DIRECTIONS FOR THIS TASK: Among the records below, find each line that includes the string "loop" and copy it.
╭─ ENTRIES PROVIDED
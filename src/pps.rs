//! Linux PPS binding.
//!
//! gpsd creates one `/sys/class/pps/ppsN` entry per serial port carrying a
//! pulse. We pick the entry whose `path` attribute names the configured
//! serial device, then require capture-both with blocking fetch support and
//! strip any assert/clear offsets before use.

use anyhow::{bail, Context, Result};
use log::debug;
use nix::errno::Errno;
use std::fs::{self, File, OpenOptions};
use std::os::unix::fs::OpenOptionsExt;
use std::os::unix::io::AsRawFd;
use std::thread;
use std::time::Duration;

pub const PPS_CAPTUREASSERT: libc::c_int = 0x01;
pub const PPS_CAPTURECLEAR: libc::c_int = 0x02;
pub const PPS_CAPTUREBOTH: libc::c_int = 0x03;
pub const PPS_OFFSETASSERT: libc::c_int = 0x10;
pub const PPS_OFFSETCLEAR: libc::c_int = 0x20;
pub const PPS_CANWAIT: libc::c_int = 0x100;

/// API version of the `linux/pps.h` this module lays out.
pub const PPS_API_VERS: libc::c_int = 1;

const REQUIRED_CAPS: libc::c_int = PPS_CAPTUREBOTH | PPS_CANWAIT;

#[repr(C)]
#[derive(Debug, Clone, Copy, Default, PartialEq, Eq)]
pub struct PpsKtime {
    pub sec: i64,
    pub nsec: i32,
    pub flags: u32,
}

#[repr(C)]
#[derive(Debug, Clone, Copy, Default)]
pub struct PpsKinfo {
    pub assert_sequence: u32,
    pub clear_sequence: u32,
    pub assert_tu: PpsKtime,
    pub clear_tu: PpsKtime,
    pub current_mode: libc::c_int,
}

#[repr(C)]
#[derive(Debug, Clone, Copy, Default)]
pub struct PpsKparams {
    pub api_version: libc::c_int,
    pub mode: libc::c_int,
    pub assert_off_tu: PpsKtime,
    pub clear_off_tu: PpsKtime,
}

#[repr(C)]
#[derive(Debug, Clone, Copy, Default)]
pub struct PpsFdata {
    pub info: PpsKinfo,
    pub timeout: PpsKtime,
}

// The kernel encodes the size of a *pointer* in these request numbers, not
// the size of the struct, so the plain ioctl_read!/ioctl_readwrite! forms
// would produce the wrong codes.
nix::ioctl_read_bad!(
    pps_getparams,
    nix::request_code_read!(b'p', 0xa1, std::mem::size_of::<*mut PpsKparams>()),
    PpsKparams
);
nix::ioctl_write_ptr_bad!(
    pps_setparams,
    nix::request_code_write!(b'p', 0xa2, std::mem::size_of::<*mut PpsKparams>()),
    PpsKparams
);
nix::ioctl_read_bad!(
    pps_getcap,
    nix::request_code_read!(b'p', 0xa3, std::mem::size_of::<*mut libc::c_int>()),
    libc::c_int
);
nix::ioctl_readwrite_bad!(
    pps_fetch,
    nix::request_code_readwrite!(b'p', 0xa4, std::mem::size_of::<*mut PpsFdata>()),
    PpsFdata
);

pub fn has_required_caps(caps: libc::c_int) -> bool {
    caps & REQUIRED_CAPS == REQUIRED_CAPS
}

/// Capture-both, no timestamp offsets.
pub fn configure_mode(mode: libc::c_int) -> libc::c_int {
    (mode | PPS_CAPTUREBOTH) & !(PPS_OFFSETASSERT | PPS_OFFSETCLEAR)
}

pub struct PpsDevice {
    file: File,
    name: String,
}

impl PpsDevice {
    /// Scans `/sys/class/pps` for the entry bound to `serial_dev` and
    /// configures it. Entries that fail any step of the capability or
    /// parameter sequence are skipped.
    pub fn open(serial_dev: &str) -> Result<Self> {
        let entries = fs::read_dir("/sys/class/pps").context("reading /sys/class/pps")?;
        for entry in entries.flatten() {
            let name = entry.file_name().to_string_lossy().into_owned();
            if !name.starts_with("pps") {
                continue;
            }
            let bound = match fs::read_to_string(entry.path().join("path")) {
                Ok(s) => s,
                Err(_) => continue,
            };
            if bound.trim_end_matches('\n') != serial_dev {
                continue;
            }
            match Self::configure(&name) {
                Ok(dev) => return Ok(dev),
                Err(e) => {
                    debug!("skipping /dev/{}: {:#}", name, e);
                    continue;
                }
            }
        }
        bail!("no PPS source bound to {}", serial_dev)
    }

    /// Like [`open`](Self::open), retrying while gpsd is still creating the
    /// node at startup.
    pub fn open_retry(serial_dev: &str, retries: u32, delay: Duration) -> Result<Self> {
        let mut attempt = 0;
        loop {
            match Self::open(serial_dev) {
                Ok(dev) => return Ok(dev),
                Err(e) => {
                    if attempt >= retries {
                        return Err(e.context(format!("no usable PPS device for {}", serial_dev)));
                    }
                    attempt += 1;
                    thread::sleep(delay);
                }
            }
        }
    }

    fn configure(name: &str) -> Result<Self> {
        let dev_path = format!("/dev/{}", name);
        let file = OpenOptions::new()
            .read(true)
            .write(true)
            .custom_flags(libc::O_CLOEXEC)
            .open(&dev_path)
            .with_context(|| format!("opening {}", dev_path))?;
        let fd = file.as_raw_fd();

        let mut caps: libc::c_int = 0;
        unsafe { pps_getcap(fd, &mut caps) }.context("PPS_GETCAP")?;
        if !has_required_caps(caps) {
            bail!("capabilities {:#x} lack capture-both or blocking fetch", caps);
        }

        let mut params = PpsKparams::default();
        unsafe { pps_getparams(fd, &mut params) }.context("PPS_GETPARAMS")?;
        if params.api_version != PPS_API_VERS {
            bail!(
                "kernel PPS API version {} does not match compiled version {}",
                params.api_version,
                PPS_API_VERS
            );
        }

        params.mode = configure_mode(params.mode);
        params.assert_off_tu = PpsKtime::default();
        params.clear_off_tu = PpsKtime::default();
        unsafe { pps_setparams(fd, &params) }.context("PPS_SETPARAMS")?;

        Ok(PpsDevice {
            file,
            name: name.to_string(),
        })
    }

    pub fn name(&self) -> &str {
        &self.name
    }

    /// Blocks for the next captured edge pair, up to `timeout`.
    ///
    /// Errno is surfaced raw: the fetch loop treats `ETIMEDOUT` as lock
    /// loss, `EINTR` as shutdown and anything else as retryable.
    pub fn fetch(&self, timeout: Duration) -> std::result::Result<PpsKinfo, Errno> {
        let mut data = PpsFdata {
            info: PpsKinfo::default(),
            timeout: PpsKtime {
                sec: timeout.as_secs() as i64,
                nsec: timeout.subsec_nanos() as i32,
                flags: 0,
            },
        };
        unsafe { pps_fetch(self.file.as_raw_fd(), &mut data) }?;
        Ok(data.info)
    }
}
╰─
EXERCISE ANSWER:
        loop {
    /// Errno is surfaced raw: the fetch loop treats `ETIMEDOUT` as lock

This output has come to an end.